Room‐Temperature Multiple Phosphorescence from Functionalized Corannulenes: Temperature Sensing and Afterglow Organic Light‐Emitting Diode**

Abstract

AbstractCorannulene‐derived materials have been extensively explored in energy storage and solar cells, however, are rarely documented as emitters in light‐emitting sensors and organic light‐emitting diodes (OLEDs), due to low exciton utilization. Here, we report a family of multi‐donor and acceptor (multi‐D‐A) motifs, TCzPhCor, TDMACPhCor, and TPXZPhCor, using corannulene as the acceptor and carbazole (Cz), 9,10‐dihydro‐9,10‐dimethylacridine (DMAC), and phenoxazine (PXZ) as the donor, respectively.
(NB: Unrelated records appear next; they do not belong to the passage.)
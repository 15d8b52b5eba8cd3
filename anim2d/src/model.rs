//! Immutable, shared definition data: skeleton, constraints, skins,
//! attachments and animation clips.
//!
//! A [`SkeletonData`] is produced by [`crate::SkeletonBuilder::finalize`]
//! and is read-only afterwards; it is safe to share across threads behind
//! an `Arc`. Mutable per-session state lives in
//! [`crate::SkeletonInstance`].

use std::collections::HashMap;

/// Name of the skin that hosts path attachments and serves as the
/// fallback for attachment resolution.
pub const DEFAULT_SKIN: &str = "default";

#[derive(Copy, Clone, Debug, Eq, PartialEq, Default)]
#[cfg_attr(feature = "json", derive(serde::Deserialize))]
#[cfg_attr(feature = "json", serde(rename_all = "camelCase"))]
pub enum TransformMode {
    #[default]
    Normal,
    OnlyTranslation,
    NoRotationOrReflection,
    NoScale,
    NoScaleOrReflection,
}

#[derive(Clone, Debug)]
pub struct BoneData {
    pub name: String,
    /// Always `Some` except for the root at index 0. Finalization
    /// guarantees `parent < self` (topological order).
    pub parent: Option<usize>,
    pub length: f32,
    pub x: f32,
    pub y: f32,
    pub rotation: f32,
    pub scale_x: f32,
    pub scale_y: f32,
    pub shear_x: f32,
    pub shear_y: f32,
    pub transform_mode: TransformMode,
}

#[derive(Copy, Clone, Debug, Eq, PartialEq, Default)]
#[cfg_attr(feature = "json", derive(serde::Deserialize))]
#[cfg_attr(feature = "json", serde(rename_all = "camelCase"))]
pub enum BlendMode {
    #[default]
    Normal,
    Additive,
    Multiply,
    Screen,
}

#[derive(Clone, Debug)]
pub struct SlotData {
    pub name: String,
    pub bone: usize,
    /// Setup attachment id; `None` means the slot starts empty.
    pub attachment: Option<String>,
    pub color: [u8; 4],
    /// Present only for two-color tinted slots.
    pub dark_color: Option<[u8; 3]>,
    pub blend: BlendMode,
}

#[derive(Clone, Debug)]
pub struct IkConstraintData {
    pub name: String,
    pub order: i32,
    /// One or two bones; parent first.
    pub bones: Vec<usize>,
    pub target: usize,
    pub mix: f32,
    pub softness: f32,
    pub bend_positive: bool,
    pub compress: bool,
    pub stretch: bool,
    pub uniform: bool,
}

#[derive(Copy, Clone, Debug, Eq, PartialEq, Default)]
#[cfg_attr(feature = "json", derive(serde::Deserialize))]
#[cfg_attr(feature = "json", serde(rename_all = "camelCase"))]
pub enum PositionMode {
    #[default]
    Percent,
    Fixed,
}

#[derive(Copy, Clone, Debug, Eq, PartialEq, Default)]
#[cfg_attr(feature = "json", derive(serde::Deserialize))]
#[cfg_attr(feature = "json", serde(rename_all = "camelCase"))]
pub enum SpacingMode {
    #[default]
    Length,
    Fixed,
    Percent,
}

#[derive(Copy, Clone, Debug, Eq, PartialEq, Default)]
#[cfg_attr(feature = "json", derive(serde::Deserialize))]
#[cfg_attr(feature = "json", serde(rename_all = "camelCase"))]
pub enum RotateMode {
    #[default]
    Tangent,
    Chain,
    ChainScale,
}

#[derive(Clone, Debug)]
pub struct PathConstraintData {
    pub name: String,
    pub order: i32,
    pub bones: Vec<usize>,
    /// Target slot index; the slot's active attachment must be a path for
    /// the constraint to apply.
    pub target: usize,
    pub position_mode: PositionMode,
    pub spacing_mode: SpacingMode,
    pub rotate_mode: RotateMode,
    pub offset_rotation: f32,
    pub position: f32,
    pub spacing: f32,
    pub position_mix: f32,
    pub rotation_mix: f32,
}

#[derive(Clone, Debug)]
pub struct TransformConstraintData {
    pub name: String,
    pub order: i32,
    pub bones: Vec<usize>,
    pub target: usize,
    pub offset_x: f32,
    pub offset_y: f32,
    pub offset_rotation: f32,
    pub offset_scale_x: f32,
    pub offset_scale_y: f32,
    pub offset_shear_y: f32,
    pub position_mix: f32,
    pub rotation_mix: f32,
    pub scale_mix: f32,
    pub shear_mix: f32,
    pub local: bool,
    pub relative: bool,
}

#[derive(Clone, Debug)]
pub struct VertexWeight {
    pub bone: usize,
    pub x: f32,
    pub y: f32,
    pub weight: f32,
}

#[derive(Clone, Debug)]
pub enum MeshVertices {
    Unweighted(Vec<[f32; 2]>),
    Weighted(Vec<Vec<VertexWeight>>),
}

impl MeshVertices {
    pub fn vertex_count(&self) -> usize {
        match self {
            MeshVertices::Unweighted(v) => v.len(),
            MeshVertices::Weighted(v) => v.len(),
        }
    }

    /// Length of a dense deform buffer covering these vertices: two
    /// floats per vertex for unweighted data, two per weight entry for
    /// weighted data.
    pub fn deform_len(&self) -> usize {
        match self {
            MeshVertices::Unweighted(v) => v.len() * 2,
            MeshVertices::Weighted(v) => v.iter().map(|w| w.len() * 2).sum(),
        }
    }
}

#[derive(Clone, Debug)]
pub struct RegionAttachmentData {
    pub name: String,
    pub path: String,
    pub color: [u8; 4],
    pub x: f32,
    pub y: f32,
    pub rotation: f32,
    pub scale_x: f32,
    pub scale_y: f32,
    pub width: f32,
    pub height: f32,
}

#[derive(Clone, Debug)]
pub struct BoundingBoxAttachmentData {
    pub name: String,
    pub vertex_count: usize,
    pub vertices: MeshVertices,
}

/// Mesh payloads live in `SkeletonData::meshes`; skins reference them by
/// index so linked meshes can share a parent without cyclic ownership.
#[derive(Clone, Debug)]
pub struct MeshAttachmentData {
    pub name: String,
    pub path: String,
    pub color: [u8; 4],
    pub width: f32,
    pub height: f32,
    pub hull: i32,
    pub uvs: Vec<[f32; 2]>,
    pub triangles: Vec<u16>,
    pub vertices: MeshVertices,
}

#[derive(Clone, Debug)]
pub struct LinkedMeshAttachmentData {
    pub name: String,
    /// Resolved arena index of the parent mesh.
    pub mesh: usize,
    /// Skin the parent was resolved in (defaults to [`DEFAULT_SKIN`]).
    pub skin: String,
    pub parent: String,
    /// Whether deform timelines targeting the parent also apply here.
    pub inherit_deform: bool,
    pub color: [u8; 4],
    pub width: f32,
    pub height: f32,
}

#[derive(Clone, Debug)]
pub struct PathAttachmentData {
    pub name: String,
    pub closed: bool,
    pub constant_speed: bool,
    /// Cumulative per-curve lengths from the editor; used directly when
    /// `constant_speed` is false.
    pub lengths: Vec<f32>,
    /// Doubled at finalization relative to the serialized value.
    pub vertex_count: usize,
    pub vertices: MeshVertices,
}

#[derive(Clone, Debug)]
pub struct PointAttachmentData {
    pub name: String,
    pub x: f32,
    pub y: f32,
    pub rotation: f32,
}

#[derive(Clone, Debug)]
pub struct ClippingAttachmentData {
    pub name: String,
    pub end_slot: Option<usize>,
    /// Doubled at finalization relative to the serialized value.
    pub vertex_count: usize,
    pub vertices: MeshVertices,
}

#[derive(Clone, Debug)]
pub enum AttachmentData {
    Region(RegionAttachmentData),
    BoundingBox(BoundingBoxAttachmentData),
    Mesh(usize),
    LinkedMesh(LinkedMeshAttachmentData),
    Path(PathAttachmentData),
    Point(PointAttachmentData),
    Clipping(ClippingAttachmentData),
}

#[derive(Clone, Debug)]
pub struct SkinData {
    pub name: String,
    /// Indexed by slot; each map is attachment id to attachment.
    pub attachments: Vec<HashMap<String, AttachmentData>>,
}

impl SkinData {
    pub fn attachment(&self, slot_index: usize, attachment_id: &str) -> Option<&AttachmentData> {
        self.attachments
            .get(slot_index)
            .and_then(|slot_map| slot_map.get(attachment_id))
    }
}

#[derive(Clone, Debug, Default)]
#[cfg_attr(feature = "json", derive(serde::Deserialize))]
#[cfg_attr(feature = "json", serde(default, rename_all = "camelCase"))]
pub struct EventData {
    pub int_value: i32,
    pub float_value: f32,
    pub string_value: String,
}

#[derive(Clone, Debug, Default)]
#[cfg_attr(feature = "json", derive(serde::Deserialize))]
#[cfg_attr(feature = "json", serde(default, rename_all = "camelCase"))]
pub struct MetaData {
    pub position_x: f32,
    pub position_y: f32,
    pub fps: f32,
    pub width: f32,
    pub height: f32,
}

#[derive(Copy, Clone, Debug, Eq, PartialEq)]
pub enum CurveType {
    Linear,
    Stepped,
    Bezier,
}

/// Interpolation handle stored on keyframes: 2-bit curve type plus a
/// 30-bit offset into [`SkeletonData::curves`] for Bezier keys.
#[derive(Copy, Clone, Debug, Eq, PartialEq)]
pub struct Curve(u32);

impl Curve {
    pub const LINEAR: Curve = Curve(0);
    pub const STEPPED: Curve = Curve(1);

    pub fn bezier(offset: usize) -> Curve {
        debug_assert!(offset < (1 << 30));
        Curve(2 | ((offset as u32) << 2))
    }

    pub fn curve_type(self) -> CurveType {
        match self.0 & 3 {
            0 => CurveType::Linear,
            1 => CurveType::Stepped,
            _ => CurveType::Bezier,
        }
    }

    pub fn bezier_offset(self) -> usize {
        (self.0 >> 2) as usize
    }
}

impl Default for Curve {
    fn default() -> Self {
        Curve::LINEAR
    }
}

/// Piecewise-linear sampling of one cubic Bezier: 9 `(x, y)` pairs.
pub type BezierCurve = [f32; 18];

#[derive(Copy, Clone, Debug)]
pub struct RotationFrame {
    pub time: f32,
    pub curve: Curve,
    /// Degrees, relative to the bone's rest rotation.
    pub angle: f32,
}

#[derive(Copy, Clone, Debug)]
pub struct Vec2Frame {
    pub time: f32,
    pub curve: Curve,
    pub x: f32,
    pub y: f32,
}

#[derive(Copy, Clone, Debug)]
pub struct IkFrame {
    pub time: f32,
    pub curve: Curve,
    pub mix: f32,
    pub softness: f32,
    pub bend_positive: bool,
    pub compress: bool,
    pub stretch: bool,
}

#[derive(Copy, Clone, Debug)]
pub struct PathMixFrame {
    pub time: f32,
    pub curve: Curve,
    pub position_mix: f32,
    pub rotation_mix: f32,
}

#[derive(Copy, Clone, Debug)]
pub struct FloatFrame {
    pub time: f32,
    pub curve: Curve,
    pub value: f32,
}

#[derive(Copy, Clone, Debug)]
pub struct TransformFrame {
    pub time: f32,
    pub curve: Curve,
    pub position_mix: f32,
    pub rotation_mix: f32,
    pub scale_mix: f32,
    pub shear_mix: f32,
}

#[derive(Copy, Clone, Debug)]
pub struct ColorFrame {
    pub time: f32,
    pub curve: Curve,
    pub color: [u8; 4],
}

#[derive(Copy, Clone, Debug)]
pub struct TwoColorFrame {
    pub time: f32,
    pub curve: Curve,
    pub light: [u8; 4],
    pub dark: [u8; 3],
}

#[derive(Clone, Debug)]
pub struct AttachmentFrame {
    pub time: f32,
    /// `None` clears the slot.
    pub attachment: Option<String>,
}

#[derive(Clone, Debug)]
pub struct DeformFrame {
    pub time: f32,
    pub curve: Curve,
    /// Dense per-vertex data, expanded at finalization; every frame of a
    /// timeline has the same length.
    pub vertices: Vec<f32>,
}

#[derive(Copy, Clone, Debug)]
pub struct DrawOrderOffset {
    pub slot: usize,
    pub offset: i32,
}

#[derive(Clone, Debug)]
pub struct DrawOrderFrame {
    pub time: f32,
    /// Empty offsets commit the identity order.
    pub offsets: Vec<DrawOrderOffset>,
}

#[derive(Clone, Debug)]
pub struct EventFrame {
    pub time: f32,
    pub event: String,
    pub int_value: i32,
    pub float_value: f32,
    pub string_value: String,
}

#[derive(Clone, Debug, Default)]
pub struct BoneTimelines {
    pub rotation: Vec<RotationFrame>,
    pub translation: Vec<Vec2Frame>,
    pub scale: Vec<Vec2Frame>,
    pub shear: Vec<Vec2Frame>,
}

#[derive(Clone, Debug, Default)]
pub struct SlotTimelines {
    pub attachment: Vec<AttachmentFrame>,
    pub color: Vec<ColorFrame>,
    pub two_color: Vec<TwoColorFrame>,
}

#[derive(Clone, Debug, Default)]
pub struct PathTimelines {
    pub mix: Vec<PathMixFrame>,
    pub position: Vec<FloatFrame>,
    pub spacing: Vec<FloatFrame>,
}

/// Deform timelines: skin id, then slot id, then attachment id.
pub type DeformTimelines = HashMap<String, HashMap<String, HashMap<String, Vec<DeformFrame>>>>;

#[derive(Clone, Debug, Default)]
pub struct Clip {
    pub name: String,
    pub bones: HashMap<String, BoneTimelines>,
    pub slots: HashMap<String, SlotTimelines>,
    pub ik: HashMap<String, Vec<IkFrame>>,
    pub paths: HashMap<String, PathTimelines>,
    pub transforms: HashMap<String, Vec<TransformFrame>>,
    pub deforms: DeformTimelines,
    pub draw_order: Vec<DrawOrderFrame>,
    pub events: Vec<EventFrame>,
}

/// One entry of the solver's fixed execution order. The root bone is
/// never listed; it is posed first as a special case.
#[derive(Copy, Clone, Debug, Eq, PartialEq)]
pub enum PoseTask {
    Bone(usize),
    Ik(usize),
    Path(usize),
    Transform(usize),
}

#[derive(Clone, Debug)]
pub struct SkeletonData {
    pub meta: MetaData,
    pub bones: Vec<BoneData>,
    pub slots: Vec<SlotData>,
    pub ik_constraints: Vec<IkConstraintData>,
    pub path_constraints: Vec<PathConstraintData>,
    pub transform_constraints: Vec<TransformConstraintData>,
    pub skins: HashMap<String, SkinData>,
    pub meshes: Vec<MeshAttachmentData>,
    pub events: HashMap<String, EventData>,
    pub clips: Vec<Clip>,
    pub curves: Vec<BezierCurve>,
    pub pose_tasks: Vec<PoseTask>,

    pub bone_index: HashMap<String, usize>,
    pub slot_index: HashMap<String, usize>,
    pub ik_index: HashMap<String, usize>,
    pub path_index: HashMap<String, usize>,
    pub transform_index: HashMap<String, usize>,
    pub clip_index: HashMap<String, usize>,
}

impl SkeletonData {
    pub fn clip(&self, name: &str) -> Option<(usize, &Clip)> {
        let index = *self.clip_index.get(name)?;
        Some((index, &self.clips[index]))
    }

    pub fn skin(&self, name: &str) -> Option<&SkinData> {
        self.skins.get(name)
    }

    pub fn mesh(&self, index: usize) -> &MeshAttachmentData {
        &self.meshes[index]
    }

    /// Resolves an attachment by skin, slot and id, falling back to the
    /// default skin when the named skin does not carry it.
    pub fn attachment(
        &self,
        skin: &str,
        slot_index: usize,
        attachment_id: &str,
    ) -> Option<&AttachmentData> {
        if let Some(skin) = self.skins.get(skin) {
            if let Some(att) = skin.attachment(slot_index, attachment_id) {
                return Some(att);
            }
        }
        if skin != DEFAULT_SKIN {
            if let Some(default_skin) = self.skins.get(DEFAULT_SKIN) {
                return default_skin.attachment(slot_index, attachment_id);
            }
        }
        None
    }
}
By decorating corannulene with different donors, multiple phosphorescence is realized. Theoretical and photophysical investigations reveal that TCzPhCor shows room‐temperature phosphorescence (RTP) from the lowest‐lying T1; however, for TDMACPhCor, dual RTP originating from a higher‐lying T1 (T1H) and a lower‐lying T1 (T1L) can be observed, while for TPXZPhCor, T1H‐dominated RTP occurs resulting from a stabilized high‐energy T1 geometry. Benefiting from the high‐temperature sensitivity of TPXZPhCor, high color‐resolution temperature sensing is achieved. Besides, due to degenerate S1 and T1H states of TPXZPhCor, the first corannulene‐based solution‐processed afterglow OLEDs is investigated. The afterglow OLED with TPXZPhCor shows a maximum external quantum efficiency (EQEmax) and a luminance (Lmax) of 3.3 % and 5167 cd m−2, respectively, which is one of the most efficient afterglow RTP OLEDs reported to date.